Setting up the development environment

First, follow the installation instructions for contributors to install a local fork with optional development dependencies. Stop when you reach the section "Setting up a Database Server".

Pre-commit

We use pre-commit to ensure certain tools and checks are ran before each commit. These tools perform code-formatting, linting, and more. This makes the code more consistent across the board, which makes it easier to work with each other's code and also can catch common errors. After installing it, it will automatically run when you try to make a commit. Install it now and verify that all checks pass out of the box:

Install pre-commit and verify it works

pre-commit install
pre-commit run --all-files

Running the tool the first time may be slow as tools need to be installed, and many tools will build a cache so subsequent runs are faster. Under normal circumstances, running the pre-commit chain shouldn't take more than a few seconds.

Docker

With the projected forked, cloned, and installed, the easiest way to set up all required services for development is through docker compose.

Starting containers

docker compose --profile all up -d

or, to expose the services to the host network at the same time:

docker compose -f compose.yaml -f compose.ports.yaml --profile all up -d

This will spin up 5 services, as defined in the compose.yaml file:

database: this is a mysql database prepopulated with test data. By default it is configured to have a root user with password "ok".
docs: this container serves project documentation at localhost:8000. These pages are built from the documents in the docs/ directory of this repository, whenever you edit and save a file there, the page will immediately be updated.
elasticsearch: Elasticsearch, required for the PHP REST API to function.
php-api: this container serves the old PHP REST API at localhost:8002. For example, visit http://localhost:8002/api/v1/json/data/1 to fetch a JSON description of dataset 1.
python-api: this container serves the new Python-based REST API at localhost:8001. For example, visit http://localhost:8001/docs to see the REST API documentation. Changes to the code in src/ will be reflected in this container.

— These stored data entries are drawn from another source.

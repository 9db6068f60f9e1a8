//! Request and response bodies

use serde::{Deserialize, Serialize};

use crate::storage::UrlRecord;

/// `POST /shorten` body
#[derive(Debug, Clone, Default, Deserialize)]
pub struct ShortenRequest {
    #[serde(default)]
    pub url: String,
    /// Days until the link expires; zero or negative means never
    #[serde(default)]
    pub expire_in_days: i64,
}

#[derive(Debug, Clone, Serialize, Deserialize)]
pub struct ShortenResponse {
    pub short_url: String,
}

#[derive(Debug, Clone, Serialize, Deserialize)]
pub struct StatsResponse {
    pub original_url: String,
    pub created_at: String,
    pub expiration: i64,
    pub click_count: u64,
}

impl From<UrlRecord> for StatsResponse {
    fn from(record: UrlRecord) -> Self {
        Self {
            original_url: record.original_url,
            created_at: record.created_at,
            expiration: record.expiration,
            click_count: record.click_count,
        }
    }
}
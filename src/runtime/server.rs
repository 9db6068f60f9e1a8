//! Server mode
//!
//! Configures and starts the HTTP server with all routes.

use actix_web::{App, HttpServer, web};
use anyhow::{Context, Result};
use tracing::{info, warn};

use crate::api::app_routes;
use crate::api::middleware::{RequestIdMiddleware, TimingMiddleware};
use crate::config::StaticConfig;
use crate::runtime::startup::{StartupContext, prepare_server_startup};

/// Run the HTTP server until it is stopped (SIGINT/SIGTERM).
///
/// **Note**: Logging must be initialized before calling this function.
pub async fn run_server(config: &StaticConfig) -> Result<()> {
    let StartupContext {
        metrics,
        shortener,
        click_tracker,
        sweeper,
        ..
    } = prepare_server_startup(config).inspect_err(|e| {
        tracing::error!("Server startup failed: {:#}", e);
    })?;

    let workers = config.server.workers.max(1);
    let bind_address = format!("{}:{}", config.server.host, config.server.port);

    let server = HttpServer::new(move || {
        App::new()
            .wrap(TimingMiddleware::new(metrics.clone())) // 记录请求延迟
            .wrap(RequestIdMiddleware) // 为每个请求生成 request_id
            .app_data(web::Data::from(shortener.clone()))
            .app_data(web::Data::from(click_tracker.clone()))
            .app_data(web::Data::new(metrics.clone()))
            .configure(app_routes)
    })
    .workers(workers)
    .bind(&bind_address)
    .with_context(|| format!("Failed to bind {}", bind_address))?;

    info!(
        "Starting server at http://{} with {} workers",
        bind_address, workers
    );
    server.run().await.context("HTTP server error")?;

    if let Some(handle) = sweeper {
        handle.abort();
    }
    warn!("Server stopped");
    Ok(())
}
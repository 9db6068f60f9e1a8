//! End-to-end flows through the full router.

#[macro_use]
mod common;

use actix_web::http::StatusCode;
use actix_web::test::{self, TestRequest};
use serde_json::{Value, json};

use common::TestContext;
use tinylink::api::types::{ShortenResponse, StatsResponse};

#[tokio::test]
async fn test_shorten_redirect_stats_scenario() {
    let ctx = TestContext::new();
    let app = tinylink_app!(ctx);

    // 1. 创建短链
    let req = TestRequest::post()
        .uri("/shorten")
        .insert_header(("Host", "sho.rt"))
        .set_json(json!({"url": "https://example.com", "expire_in_days": 7}))
        .to_request();
    let resp = test::call_service(&app, req).await;
    assert_eq!(resp.status(), StatusCode::CREATED);
    let created: ShortenResponse = test::read_body_json(resp).await;
    let code = created.short_url.trim_start_matches("http://sho.rt/").to_string();
    assert_eq!(code.len(), 5);

    // 2. 跳转两次
    for _ in 0..2 {
        let resp =
            test::call_service(&app, TestRequest::get().uri(&format!("/{code}")).to_request())
                .await;
        assert_eq!(resp.status(), StatusCode::FOUND);
        assert_eq!(resp.headers().get("Location").unwrap(), "https://example.com");
    }
    ctx.wait_for_clicks(&code, 2).await;

    // 3. 查看统计
    let resp = test::call_service(
        &app,
        TestRequest::get().uri(&format!("/stats/{code}")).to_request(),
    )
    .await;
    assert_eq!(resp.status(), StatusCode::OK);
    let stats: StatsResponse = test::read_body_json(resp).await;
    assert_eq!(stats.original_url, "https://example.com");
    assert_eq!(stats.click_count, 2);

    let created_at = chrono::DateTime::parse_from_rfc3339(&stats.created_at).unwrap();
    assert_eq!(stats.expiration, created_at.timestamp() + 7 * 86_400);
}

#[tokio::test]
async fn test_unknown_routes_are_404() {
    let ctx = TestContext::new();
    let app = tinylink_app!(ctx);

    let requests = [
        TestRequest::get().uri("/a/b"),
        TestRequest::get().uri("/stats/a/b"),
        TestRequest::put().uri("/shorten"),
        TestRequest::get().uri("/shorten"),
        TestRequest::delete().uri("/stats/abcde"),
        TestRequest::post().uri("/"),
    ];

    for req in requests {
        let resp = test::call_service(&app, req.to_request()).await;
        assert_eq!(resp.status(), StatusCode::NOT_FOUND);
        assert_eq!(
            resp.headers().get("Content-Type").unwrap(),
            "application/json"
        );
        let body: Value = test::read_body_json(resp).await;
        assert_eq!(body, json!({"error": "Not Found"}));
    }
}

#[tokio::test]
async fn test_every_response_has_request_id() {
    let ctx = TestContext::new();
    ctx.seed("abcde", "https://example.com").await;
    let app = tinylink_app!(ctx);

    for uri in ["/abcde", "/stats/abcde", "/nope1", "/a/b"] {
        let resp = test::call_service(&app, TestRequest::get().uri(uri).to_request()).await;
        assert!(
            resp.headers().contains_key("x-request-id"),
            "missing request id for {uri}"
        );
    }
}

#[tokio::test]
async fn test_expired_link_is_gone() {
    let ctx = TestContext::new();
    let mut record = ctx.seed("fresh", "https://example.com").await;
    record.short_code = "stale".to_string();
    record.expiration = 1;
    tinylink::storage::UrlStore::create(ctx.store.inner(), &record)
        .await
        .unwrap();
    let app = tinylink_app!(ctx);

    let resp = test::call_service(&app, TestRequest::get().uri("/stale").to_request()).await;
    assert_eq!(resp.status(), StatusCode::NOT_FOUND);
    let resp = test::call_service(&app, TestRequest::get().uri("/stats/stale").to_request()).await;
    assert_eq!(resp.status(), StatusCode::NOT_FOUND);
    let resp = test::call_service(&app, TestRequest::get().uri("/fresh").to_request()).await;
    assert_eq!(resp.status(), StatusCode::FOUND);
}
//! Global metrics registry
//!
//! Defines all Prometheus metrics used in the application.

use once_cell::sync::Lazy;
use prometheus::{
    CounterVec, Encoder, HistogramOpts, HistogramVec, IntCounter, Opts, Registry, TextEncoder,
};

use crate::metrics_core::MetricsRecorder;

/// Global metrics instance
pub static METRICS: Lazy<Metrics> = Lazy::new(Metrics::new);

/// Application metrics container
pub struct Metrics {
    registry: Registry,

    /// Short URLs stored
    pub urls_created_total: IntCounter,
    /// Redirect responses by status code
    pub redirects_total: CounterVec,
    /// Lookups for unknown or expired codes
    pub not_found_total: IntCounter,
    /// Successful stats lookups
    pub stats_retrieved_total: IntCounter,
    /// Store failures by operation
    pub store_errors_total: CounterVec,
    /// Handler latency by endpoint, in milliseconds
    pub api_latency_ms: HistogramVec,
}

impl Metrics {
    fn new() -> Self {
        let registry = Registry::new();

        let urls_created_total =
            IntCounter::new("tinylink_urls_created_total", "Total short URLs created")
                .expect("Failed to create urls_created_total metric");

        let redirects_total = CounterVec::new(
            Opts::new(
                "tinylink_redirects_total",
                "Total number of redirects by status",
            ),
            &["status"],
        )
        .expect("Failed to create redirects_total metric");

        let not_found_total = IntCounter::new(
            "tinylink_url_not_found_total",
            "Total lookups for codes that do not exist",
        )
        .expect("Failed to create not_found_total metric");

        let stats_retrieved_total = IntCounter::new(
            "tinylink_stats_retrieved_total",
            "Total successful stats lookups",
        )
        .expect("Failed to create stats_retrieved_total metric");

        let store_errors_total = CounterVec::new(
            Opts::new(
                "tinylink_store_errors_total",
                "Total store failures by operation",
            ),
            &["operation"],
        )
        .expect("Failed to create store_errors_total metric");

        let api_latency_ms = HistogramVec::new(
            HistogramOpts::new("tinylink_api_latency_ms", "Handler latency in milliseconds")
                .buckets(vec![1.0, 5.0, 10.0, 25.0, 50.0, 100.0, 250.0, 500.0, 1000.0]),
            &["endpoint"],
        )
        .expect("Failed to create api_latency_ms metric");

        registry
            .register(Box::new(urls_created_total.clone()))
            .expect("Failed to register urls_created_total");
        registry
            .register(Box::new(redirects_total.clone()))
            .expect("Failed to register redirects_total");
        registry
            .register(Box::new(not_found_total.clone()))
            .expect("Failed to register not_found_total");
        registry
            .register(Box::new(stats_retrieved_total.clone()))
            .expect("Failed to register stats_retrieved_total");
        registry
            .register(Box::new(store_errors_total.clone()))
            .expect("Failed to register store_errors_total");
        registry
            .register(Box::new(api_latency_ms.clone()))
            .expect("Failed to register api_latency_ms");

        Self {
            registry,
            urls_created_total,
            redirects_total,
            not_found_total,
            stats_retrieved_total,
            store_errors_total,
            api_latency_ms,
        }
    }

    /// Export metrics in Prometheus text format
    pub fn export(&self) -> Result<String, prometheus::Error> {
        let encoder = TextEncoder::new();
        let metric_families = self.registry.gather();
        let mut buffer = Vec::new();
        encoder.encode(&metric_families, &mut buffer)?;
        Ok(String::from_utf8_lossy(&buffer).into_owned())
    }
}

impl MetricsRecorder for Metrics {
    fn inc_url_created(&self) {
        self.urls_created_total.inc();
    }

    fn inc_redirect(&self, status: &str) {
        self.redirects_total.with_label_values(&[status]).inc();
    }

    fn inc_url_not_found(&self) {
        self.not_found_total.inc();
    }

    fn inc_stats_retrieved(&self) {
        self.stats_retrieved_total.inc();
    }

    fn inc_store_error(&self, operation: &str) {
        self.store_errors_total.with_label_values(&[operation]).inc();
    }

    fn observe_api_latency(&self, endpoint: &str, millis: f64) {
        self.api_latency_ms
            .with_label_values(&[endpoint])
            .observe(millis);
    }
}

/// Wrapper that delegates to the global METRICS singleton.
///
/// `Lazy<T>` doesn't implement `Clone`, so this stands in for it behind
/// `Arc<dyn MetricsRecorder>`.
pub struct PrometheusMetricsWrapper;

impl PrometheusMetricsWrapper {
    pub fn arc() -> std::sync::Arc<dyn MetricsRecorder> {
        std::sync::Arc::new(Self)
    }
}

impl MetricsRecorder for PrometheusMetricsWrapper {
    fn inc_url_created(&self) {
        METRICS.inc_url_created();
    }

    fn inc_redirect(&self, status: &str) {
        METRICS.inc_redirect(status);
    }

    fn inc_url_not_found(&self) {
        METRICS.inc_url_not_found();
    }

    fn inc_stats_retrieved(&self) {
        METRICS.inc_stats_retrieved();
    }

    fn inc_store_error(&self, operation: &str) {
        METRICS.inc_store_error(operation);
    }

    fn observe_api_latency(&self, endpoint: &str, millis: f64) {
        METRICS.observe_api_latency(endpoint, millis);
    }
}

Exposing ports to the host network isn't needed for development, but may be useful to inspect responses directly from the host machine.

Note

On arm-based Macs, you need to enable Rosetta emulation for Docker for the Elasticsearch container to work.

We can now run the full test suite, which takes about 4 minutes:

docker compose exec python-api python -m pytest tests

There are three important test markers to be aware of:

php_api: all tests that require the PHP API container. These are tests which
python_api: all tests that require the Python API container. That's almost all of them.
slow: for long-running tests. Currently only one test.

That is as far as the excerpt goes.